Sam Weber – Everything Comes True review

by Chris Hatch

‘This collection of songs is the most personal I’ve put my name on, but this project feels like my least independent,’ so says Sam Weber of his latest record. And – in all fairness – you would be hard pressed to find a more succinct and accurate summary of his brilliant new Americana-tinged release.

Across the ten songs on Everything Comes True, Weber lets his mind wander, and invites us in as he focuses on life and all its aspects. Written on the road – in between bouts of working as a guitar tech, and his life as a session musician – the thoughts and ideas Weber explores seem to come and go as quickly as towns passing by on the highway. Yet, somehow, the record avoids feeling disparate or disjointed, and instead it’s themes casually hang together like old friends.

For all of Weber’s lyrical ruminations, it’s the sublimely understated songwriting, and impeccable musicianship that initially grabs your attention. The list of people who have have been involved in helping make this album reads like a session-musician-supergroup (if such a thing were ever to exist). Musicians that have played with the likes of Joan Baez, Jenny Lewis, Beck, Vampire Weekend, Prince (I really could go on and on) have all contributed to bringing Weber’s songs to life, and there’s a real sense that the album is brimming with the DNA of decades-worth of classic songwriters.
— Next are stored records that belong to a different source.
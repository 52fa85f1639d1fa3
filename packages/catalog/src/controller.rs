//! # Catalog controller
//!
//! Orchestrates the catalog screen: fetching every product and the user's
//! assigned subset, deriving the visible list, fetching single products for
//! the detail view, and assigning / unassigning products.
//!
//! ## Phases
//!
//! ```text
//! Idle ──load──▶ Loading ──both reads ok──▶ Ready ◀──▶ Mutating
//!                   │
//!                   └──either read fails──▶ Failed (both collections empty)
//! ```
//!
//! Detail fetches run beside these phases and have their own [`Resource`].
//!
//! ## Concurrency
//!
//! All state sits in one `RefCell` that is never borrowed across an await.
//! Methods take `&self`, so several intents can be in flight on the same
//! thread (e.g. two button presses joined on one task). Only one assignment
//! mutation may run at a time; a second one returns
//! [`MutationOutcome::Blocked`] without calling the service. Detail responses
//! carry a generation number and are dropped if the detail view was closed or
//! replaced while they were in flight. Dropping an in-flight mutation or
//! detail future releases the slot it held, so a dismissed view never leaves
//! the controller stuck in `Mutating` or with a detail stuck in `Loading`.
//!
//! ## Errors
//!
//! Every service failure is turned into a [`Notification`] here. An expired
//! or missing session additionally navigates to [`Route::Login`], once per
//! failing intent.

use std::cell::RefCell;

use api::ApiError;
use store::{Product, ProductId, SessionProvider};

use crate::filter;
use crate::navigation::{Navigator, Route};
use crate::notifications::{NoticeLevel, Notification, Notifications};
use crate::resource::Resource;
use crate::service::CatalogApi;

pub const LOAD_FAILED: &str = "Failed to load products. Please try again later.";
pub const DETAIL_FAILED: &str = "Failed to fetch product details";
pub const SHOWING_CACHED: &str = "Showing cached data. Some information may be outdated.";
pub const ASSIGNED: &str = "Product added to your catalog";
pub const ASSIGN_FAILED: &str = "Failed to add product. Please try again.";
pub const UNASSIGNED: &str = "Product removed from your catalog";
pub const UNASSIGN_FAILED: &str = "Failed to remove product. Please try again.";

/// Which collection feeds the filter.
#[derive(Clone, Copy, Debug, Default, PartialEq, Eq)]
pub enum Tab {
    #[default]
    All,
    Mine,
}

#[derive(Clone, Debug, PartialEq)]
pub enum CatalogPhase {
    Idle,
    Loading,
    Ready,
    Mutating,
    Failed(String),
}

/// Product shown in the detail view.
#[derive(Clone, Debug, PartialEq)]
pub struct ProductDetail {
    pub product: Product,
    /// Taken from the cached list because the fresh fetch failed.
    pub stale: bool,
}

#[derive(Clone, Copy, Debug, PartialEq, Eq)]
pub enum MutationKind {
    Assign,
    Unassign,
}

#[derive(Clone, Copy, Debug, PartialEq, Eq)]
pub enum MutationOutcome {
    Done,
    Failed,
    /// Another mutation was in flight; nothing was sent.
    Blocked,
}

#[derive(Debug, Default)]
struct CatalogState {
    all_products: Resource<Vec<Product>>,
    my_products: Resource<Vec<Product>>,
    detail: Resource<ProductDetail>,
    detail_generation: u64,
    action: Option<(MutationKind, ProductId)>,
    tab: Tab,
    search: String,
    category: Option<String>,
    notifications: Notifications,
}

pub struct CatalogController<A, S, N> {
    api: A,
    session: S,
    navigator: N,
    state: RefCell<CatalogState>,
}

impl<A, S, N> CatalogController<A, S, N>
where
    A: CatalogApi,
    S: SessionProvider,
    N: Navigator,
{
    pub fn new(api: A, session: S, navigator: N) -> Self {
        Self {
            api,
            session,
            navigator,
            state: RefCell::new(CatalogState::default()),
        }
    }

    /// Initial load: both collections fetched concurrently, all or nothing.
    pub async fn load(&self) {
        if !self.session.is_authenticated() {
            tracing::debug!("catalog opened without a session");
            self.navigator.navigate(Route::Login);
            return;
        }

        {
            let mut state = self.state.borrow_mut();
            state.all_products = Resource::Loading;
            state.my_products = Resource::Loading;
        }

        let (all, mine) =
            futures::future::join(self.api.list_products(), self.api.my_products()).await;

        let failure = match (all, mine) {
            (Ok(all), Ok(mine)) => {
                tracing::info!("Loaded {} products, {} assigned", all.len(), mine.len());
                let mut state = self.state.borrow_mut();
                state.all_products = Resource::Ready(all);
                state.my_products = Resource::Ready(mine);
                return;
            }
            (Err(e), Ok(_)) | (Ok(_), Err(e)) => e,
            // Prefer the error that demands a login
            (Err(a), Err(b)) => {
                if b.requires_login() && !a.requires_login() {
                    b
                } else {
                    a
                }
            }
        };

        {
            let mut state = self.state.borrow_mut();
            let reason = failure.to_string();
            state.all_products = Resource::Error(reason.clone());
            state.my_products = Resource::Error(reason);
            state.notifications.push(NoticeLevel::Error, LOAD_FAILED);
        }
        self.redirect_if_logged_out(&failure);
    }

    pub fn set_tab(&self, tab: Tab) {
        self.state.borrow_mut().tab = tab;
    }

    pub fn set_search(&self, term: &str) {
        self.state.borrow_mut().search = term.to_string();
    }

    pub fn set_category(&self, category: Option<&str>) {
        self.state.borrow_mut().category = category.map(str::to_string);
    }

    pub fn tab(&self) -> Tab {
        self.state.borrow().tab
    }

    pub fn phase(&self) -> CatalogPhase {
        let state = self.state.borrow();
        if state.all_products.is_loading() || state.my_products.is_loading() {
            return CatalogPhase::Loading;
        }
        if let Some(reason) = state.all_products.error().or(state.my_products.error()) {
            return CatalogPhase::Failed(reason.to_string());
        }
        if !state.all_products.is_ready() {
            return CatalogPhase::Idle;
        }
        if state.action.is_some() {
            CatalogPhase::Mutating
        } else {
            CatalogPhase::Ready
        }
    }

    pub fn all_products(&self) -> Vec<Product> {
        self.state.borrow().all_products.items().to_vec()
    }

    pub fn my_products(&self) -> Vec<Product> {
        self.state.borrow().my_products.items().to_vec()
    }

    /// Visible list for the active tab, search term and category.
    pub fn filtered(&self) -> Vec<Product> {
        let state = self.state.borrow();
        let source = match state.tab {
            Tab::All => state.all_products.items(),
            Tab::Mine => state.my_products.items(),
        };
        filter::filter_products(source, &state.search, state.category.as_deref())
    }

    /// Category options, always drawn from the full catalog.
    pub fn categories(&self) -> Vec<String> {
        filter::categories(self.state.borrow().all_products.items())
    }

    pub fn is_assigned(&self, id: ProductId) -> bool {
        self.state
            .borrow()
            .my_products
            .items()
            .iter()
            .any(|p| p.id == id)
    }

    pub fn action_in_flight(&self) -> Option<(MutationKind, ProductId)> {
        self.state.borrow().action
    }

    pub fn detail_state(&self) -> Resource<ProductDetail> {
        self.state.borrow().detail.clone()
    }

    pub fn detail(&self) -> Option<ProductDetail> {
        self.state.borrow().detail.ready().cloned()
    }

    /// Fetch one product for the detail view, falling back to the cached
    /// list entry when the fetch fails.
    pub async fn view_product(&self, id: ProductId) {
        let generation = {
            let mut state = self.state.borrow_mut();
            state.detail_generation += 1;
            state.detail = Resource::Loading;
            state.detail_generation
        };
        let _pending = PendingDetail {
            state: &self.state,
            generation,
        };

        let result = self.api.get_product(id).await;

        let mut state = self.state.borrow_mut();
        if state.detail_generation != generation {
            tracing::debug!("Dropping detail response for product {}", id);
            return;
        }

        let err = match result {
            Ok(product) => {
                state.detail = Resource::Ready(ProductDetail {
                    product,
                    stale: false,
                });
                return;
            }
            Err(e) => e,
        };

        state.notifications.push(NoticeLevel::Error, DETAIL_FAILED);
        if err.requires_login() {
            state.detail = Resource::Idle;
            drop(state);
            self.redirect_if_logged_out(&err);
            return;
        }

        let cached = state
            .all_products
            .items()
            .iter()
            .find(|p| p.id == id)
            .cloned();
        match cached {
            Some(product) => {
                state.detail = Resource::Ready(ProductDetail {
                    product,
                    stale: true,
                });
                state.notifications.push(NoticeLevel::Warning, SHOWING_CACHED);
            }
            None => state.detail = Resource::Error(err.to_string()),
        }
    }

    /// Dismiss the detail view. A response still in flight is ignored.
    pub fn close_detail(&self) {
        let mut state = self.state.borrow_mut();
        state.detail_generation += 1;
        state.detail = Resource::Idle;
    }

    pub async fn assign(&self, id: ProductId) -> MutationOutcome {
        self.mutate(MutationKind::Assign, id).await
    }

    pub async fn unassign(&self, id: ProductId) -> MutationOutcome {
        self.mutate(MutationKind::Unassign, id).await
    }

    /// Assign when not assigned, otherwise unassign.
    pub async fn toggle_assignment(&self, id: ProductId) -> MutationOutcome {
        if self.is_assigned(id) {
            self.unassign(id).await
        } else {
            self.assign(id).await
        }
    }

    async fn mutate(&self, kind: MutationKind, id: ProductId) -> MutationOutcome {
        {
            let mut state = self.state.borrow_mut();
            if let Some((running, running_id)) = state.action {
                tracing::debug!(
                    "{:?} of {} blocked by {:?} of {}",
                    kind,
                    id,
                    running,
                    running_id
                );
                return MutationOutcome::Blocked;
            }
            state.action = Some((kind, id));
        }
        let slot = ActionSlot { state: &self.state };

        let result = match kind {
            MutationKind::Assign => self.api.assign_product(id).await,
            MutationKind::Unassign => self.api.unassign_product(id).await,
        };
        // Membership is re-read from the service, never patched locally
        let result = match result {
            Ok(_) => self.api.my_products().await,
            Err(e) => Err(e),
        };

        let (done_message, failed_message) = match kind {
            MutationKind::Assign => (ASSIGNED, ASSIGN_FAILED),
            MutationKind::Unassign => (UNASSIGNED, UNASSIGN_FAILED),
        };

        drop(slot);
        let mut state = self.state.borrow_mut();
        match result {
            Ok(mine) => {
                state.my_products = Resource::Ready(mine);
                state.notifications.push(NoticeLevel::Success, done_message);
                MutationOutcome::Done
            }
            Err(e) => {
                tracing::warn!("{:?} of {} failed: {}", kind, id, e);
                state.notifications.push(NoticeLevel::Error, failed_message);
                drop(state);
                self.redirect_if_logged_out(&e);
                MutationOutcome::Failed
            }
        }
    }

    /// Notices raised since the last call.
    pub fn take_notifications(&self) -> Vec<Notification> {
        self.state.borrow_mut().notifications.drain()
    }

    /// Explicit logout from the catalog screen.
    pub fn logout(&self) {
        self.session.clear_session();
        self.navigator.navigate(Route::Login);
    }

    fn redirect_if_logged_out(&self, err: &ApiError) {
        if err.requires_login() {
            self.navigator.navigate(Route::Login);
        }
    }
}

/// Clears the in-flight mutation when the mutating future finishes or is dropped.
struct ActionSlot<'a> {
    state: &'a RefCell<CatalogState>,
}

impl Drop for ActionSlot<'_> {
    fn drop(&mut self) {
        if let Ok(mut state) = self.state.try_borrow_mut() {
            state.action = None;
        }
    }
}

/// Resets a detail left in `Loading` by a dropped fetch of the same generation.
struct PendingDetail<'a> {
    state: &'a RefCell<CatalogState>,
    generation: u64,
}

impl Drop for PendingDetail<'_> {
    fn drop(&mut self) {
        if let Ok(mut state) = self.state.try_borrow_mut() {
            if state.detail_generation == self.generation && state.detail.is_loading() {
                state.detail = Resource::Idle;
            }
        }
    }
}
Ranging from soulful, piano balladry to bluesy, rootsy rock, Weber sounds at home in a variety of genres. The title track and Obligated are a pair of songs that start out as delicate piano-led numbers before beautifully melting into sumptuous, full-band affairs that flirt with the fringes of gospel. Avenir and Mendocino find Weber at his folkiest, and maybe at his most dreamlike – the former in particular having the timeless feel of those great 60s/70s torch songs, while Queen On The Money, Blackout, and No see him cut loose and embrace a grittier, bluesier sound that stays on just the right side of sleazy.

If a criticism could be levelled at Weber, it would be that the album rarely pushes the envelope – the Canadian experiments sparingly, and there are few surprises or unexpected turns along the way. But when an album is so well written and pristinely played, it really is tough to dwell on any negative points – in fact, such is the brightness, clarity, and assuredness of his songwriting, it’s hard not to be entirely on his side. Having said that, when Weber does take a more playful, experimental stab at things he pretty much nails it – the bustling, It’s All Happening, hurries along restlessly, carried along by a bubbling, pulsing guitar line and a winding, twisting bassline, it neatly encapsulates the feeling that both the song and Weber’s thoughts are trying to outrun each other.

Everything Comes True has the timeless feel of an album that has been around for years. There are elements of the understated songwriting of James Taylor, flashes of Carole King’s driving, piano stomps, and swathes of the grandiose, Americana that Conor Oberst has been releasing for the past decade. For some it may feel a little too pedestrian, but for most it will feel like the embrace of an old friend.